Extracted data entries
----------------
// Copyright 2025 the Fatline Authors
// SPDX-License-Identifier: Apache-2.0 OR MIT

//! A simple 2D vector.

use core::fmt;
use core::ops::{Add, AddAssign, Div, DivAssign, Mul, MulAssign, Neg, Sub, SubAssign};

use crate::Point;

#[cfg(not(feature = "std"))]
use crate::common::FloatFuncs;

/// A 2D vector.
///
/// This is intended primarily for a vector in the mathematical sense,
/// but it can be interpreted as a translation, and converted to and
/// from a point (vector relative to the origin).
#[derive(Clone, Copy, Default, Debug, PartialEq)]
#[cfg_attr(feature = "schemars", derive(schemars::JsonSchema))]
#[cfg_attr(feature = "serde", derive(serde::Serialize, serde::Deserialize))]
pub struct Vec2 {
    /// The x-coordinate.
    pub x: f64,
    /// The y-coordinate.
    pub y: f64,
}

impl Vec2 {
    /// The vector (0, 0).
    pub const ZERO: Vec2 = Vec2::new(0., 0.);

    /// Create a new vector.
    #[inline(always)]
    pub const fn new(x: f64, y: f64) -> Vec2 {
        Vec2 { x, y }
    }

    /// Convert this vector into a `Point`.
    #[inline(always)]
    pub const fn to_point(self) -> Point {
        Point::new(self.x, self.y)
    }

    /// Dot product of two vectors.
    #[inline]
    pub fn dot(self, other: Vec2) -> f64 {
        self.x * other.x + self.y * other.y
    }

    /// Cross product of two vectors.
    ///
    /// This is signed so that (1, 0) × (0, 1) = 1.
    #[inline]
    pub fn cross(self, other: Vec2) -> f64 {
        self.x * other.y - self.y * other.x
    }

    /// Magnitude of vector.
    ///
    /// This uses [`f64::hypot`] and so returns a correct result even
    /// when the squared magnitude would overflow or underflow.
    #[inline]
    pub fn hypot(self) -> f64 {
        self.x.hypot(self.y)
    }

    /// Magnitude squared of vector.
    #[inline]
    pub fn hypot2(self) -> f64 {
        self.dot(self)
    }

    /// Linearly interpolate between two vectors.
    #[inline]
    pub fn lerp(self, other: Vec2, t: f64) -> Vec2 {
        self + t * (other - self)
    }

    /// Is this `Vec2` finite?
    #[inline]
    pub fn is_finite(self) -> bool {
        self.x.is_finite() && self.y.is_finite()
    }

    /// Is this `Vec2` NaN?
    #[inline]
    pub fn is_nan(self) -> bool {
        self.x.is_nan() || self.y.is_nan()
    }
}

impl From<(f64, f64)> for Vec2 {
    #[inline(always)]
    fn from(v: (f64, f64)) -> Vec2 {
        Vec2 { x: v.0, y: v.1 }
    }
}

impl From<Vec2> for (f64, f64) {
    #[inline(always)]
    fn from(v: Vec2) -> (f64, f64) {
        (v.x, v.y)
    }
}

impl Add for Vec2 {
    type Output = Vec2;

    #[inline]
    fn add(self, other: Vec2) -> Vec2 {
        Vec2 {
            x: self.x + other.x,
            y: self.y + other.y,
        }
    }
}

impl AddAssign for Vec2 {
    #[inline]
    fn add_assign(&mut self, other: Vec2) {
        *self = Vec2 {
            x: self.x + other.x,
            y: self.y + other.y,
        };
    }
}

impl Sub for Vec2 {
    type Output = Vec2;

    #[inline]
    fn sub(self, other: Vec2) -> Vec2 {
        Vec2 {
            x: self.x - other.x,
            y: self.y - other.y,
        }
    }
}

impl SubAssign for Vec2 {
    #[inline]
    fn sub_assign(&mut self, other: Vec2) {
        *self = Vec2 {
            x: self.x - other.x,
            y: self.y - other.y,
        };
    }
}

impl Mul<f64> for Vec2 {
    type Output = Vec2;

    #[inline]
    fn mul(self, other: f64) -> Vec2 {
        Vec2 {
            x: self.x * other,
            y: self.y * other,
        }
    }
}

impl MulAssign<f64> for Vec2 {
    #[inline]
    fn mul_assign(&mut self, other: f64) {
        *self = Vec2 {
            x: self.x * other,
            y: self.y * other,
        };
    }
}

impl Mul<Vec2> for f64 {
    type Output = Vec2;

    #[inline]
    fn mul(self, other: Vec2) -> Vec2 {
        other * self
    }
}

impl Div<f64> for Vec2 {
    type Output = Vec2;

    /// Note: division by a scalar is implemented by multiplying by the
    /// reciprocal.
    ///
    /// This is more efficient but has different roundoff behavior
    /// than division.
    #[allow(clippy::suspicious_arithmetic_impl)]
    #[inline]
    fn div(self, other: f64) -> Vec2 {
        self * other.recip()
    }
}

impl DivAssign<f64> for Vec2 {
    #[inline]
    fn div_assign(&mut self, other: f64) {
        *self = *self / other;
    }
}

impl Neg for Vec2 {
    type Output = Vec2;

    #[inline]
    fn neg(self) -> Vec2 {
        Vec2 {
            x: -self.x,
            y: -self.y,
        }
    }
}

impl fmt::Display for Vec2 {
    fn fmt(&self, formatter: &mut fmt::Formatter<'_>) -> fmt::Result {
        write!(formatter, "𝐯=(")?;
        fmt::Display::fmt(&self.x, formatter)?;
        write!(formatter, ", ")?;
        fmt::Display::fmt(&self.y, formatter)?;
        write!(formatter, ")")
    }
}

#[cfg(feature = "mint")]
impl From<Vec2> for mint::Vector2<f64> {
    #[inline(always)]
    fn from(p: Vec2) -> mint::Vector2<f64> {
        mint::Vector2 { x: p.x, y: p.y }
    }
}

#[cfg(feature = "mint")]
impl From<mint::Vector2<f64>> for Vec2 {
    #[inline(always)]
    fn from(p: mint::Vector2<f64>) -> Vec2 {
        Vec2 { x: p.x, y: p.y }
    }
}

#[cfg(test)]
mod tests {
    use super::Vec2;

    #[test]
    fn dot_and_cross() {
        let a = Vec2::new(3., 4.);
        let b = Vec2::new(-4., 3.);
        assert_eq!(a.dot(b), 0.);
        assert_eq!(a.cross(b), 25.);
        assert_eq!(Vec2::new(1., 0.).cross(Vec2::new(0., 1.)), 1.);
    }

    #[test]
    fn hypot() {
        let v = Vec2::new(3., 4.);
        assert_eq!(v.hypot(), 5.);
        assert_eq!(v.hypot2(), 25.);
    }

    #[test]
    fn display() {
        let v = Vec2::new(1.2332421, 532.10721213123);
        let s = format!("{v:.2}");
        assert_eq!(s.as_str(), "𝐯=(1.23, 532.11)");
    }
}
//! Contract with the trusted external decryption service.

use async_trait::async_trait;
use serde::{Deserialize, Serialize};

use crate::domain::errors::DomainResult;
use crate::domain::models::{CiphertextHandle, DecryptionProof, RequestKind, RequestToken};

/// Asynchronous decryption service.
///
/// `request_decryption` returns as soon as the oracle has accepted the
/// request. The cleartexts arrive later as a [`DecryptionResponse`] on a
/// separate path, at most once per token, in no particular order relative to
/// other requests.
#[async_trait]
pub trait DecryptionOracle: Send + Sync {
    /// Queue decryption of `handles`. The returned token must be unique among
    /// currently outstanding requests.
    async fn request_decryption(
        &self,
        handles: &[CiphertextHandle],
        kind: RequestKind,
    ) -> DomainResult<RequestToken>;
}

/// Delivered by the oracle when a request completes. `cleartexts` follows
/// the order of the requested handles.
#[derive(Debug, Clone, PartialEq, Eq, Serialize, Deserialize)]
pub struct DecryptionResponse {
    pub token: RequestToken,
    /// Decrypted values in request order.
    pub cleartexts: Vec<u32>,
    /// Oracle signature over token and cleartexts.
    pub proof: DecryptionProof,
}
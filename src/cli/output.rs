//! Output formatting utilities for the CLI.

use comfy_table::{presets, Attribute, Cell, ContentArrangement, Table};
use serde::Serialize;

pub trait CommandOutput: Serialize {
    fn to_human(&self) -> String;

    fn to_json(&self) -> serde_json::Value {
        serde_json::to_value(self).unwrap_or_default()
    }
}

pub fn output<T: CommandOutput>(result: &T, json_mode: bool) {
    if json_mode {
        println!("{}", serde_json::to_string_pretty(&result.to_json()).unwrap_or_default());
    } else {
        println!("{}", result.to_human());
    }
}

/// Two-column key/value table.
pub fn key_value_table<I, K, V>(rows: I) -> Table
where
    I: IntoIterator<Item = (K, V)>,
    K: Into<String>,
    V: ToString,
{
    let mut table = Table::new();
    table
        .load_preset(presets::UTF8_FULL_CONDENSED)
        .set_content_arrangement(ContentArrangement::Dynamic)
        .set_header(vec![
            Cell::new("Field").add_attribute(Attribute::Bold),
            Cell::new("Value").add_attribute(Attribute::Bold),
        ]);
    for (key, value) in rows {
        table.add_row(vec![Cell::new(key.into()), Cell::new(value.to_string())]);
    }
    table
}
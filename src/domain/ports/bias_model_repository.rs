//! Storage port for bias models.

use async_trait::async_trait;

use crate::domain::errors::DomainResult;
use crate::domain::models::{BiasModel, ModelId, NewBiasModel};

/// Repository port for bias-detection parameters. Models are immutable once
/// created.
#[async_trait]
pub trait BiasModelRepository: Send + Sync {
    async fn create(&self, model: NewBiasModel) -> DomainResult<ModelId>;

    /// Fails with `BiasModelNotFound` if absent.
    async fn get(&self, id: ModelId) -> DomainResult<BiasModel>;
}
----------------
Your task = Each line above that contains the string "AddAssign" should be copied.

Result below =
use core::ops::{Add, AddAssign, Div, DivAssign, Mul, MulAssign, Neg, Sub, SubAssign};
impl AddAssign for Vec2 {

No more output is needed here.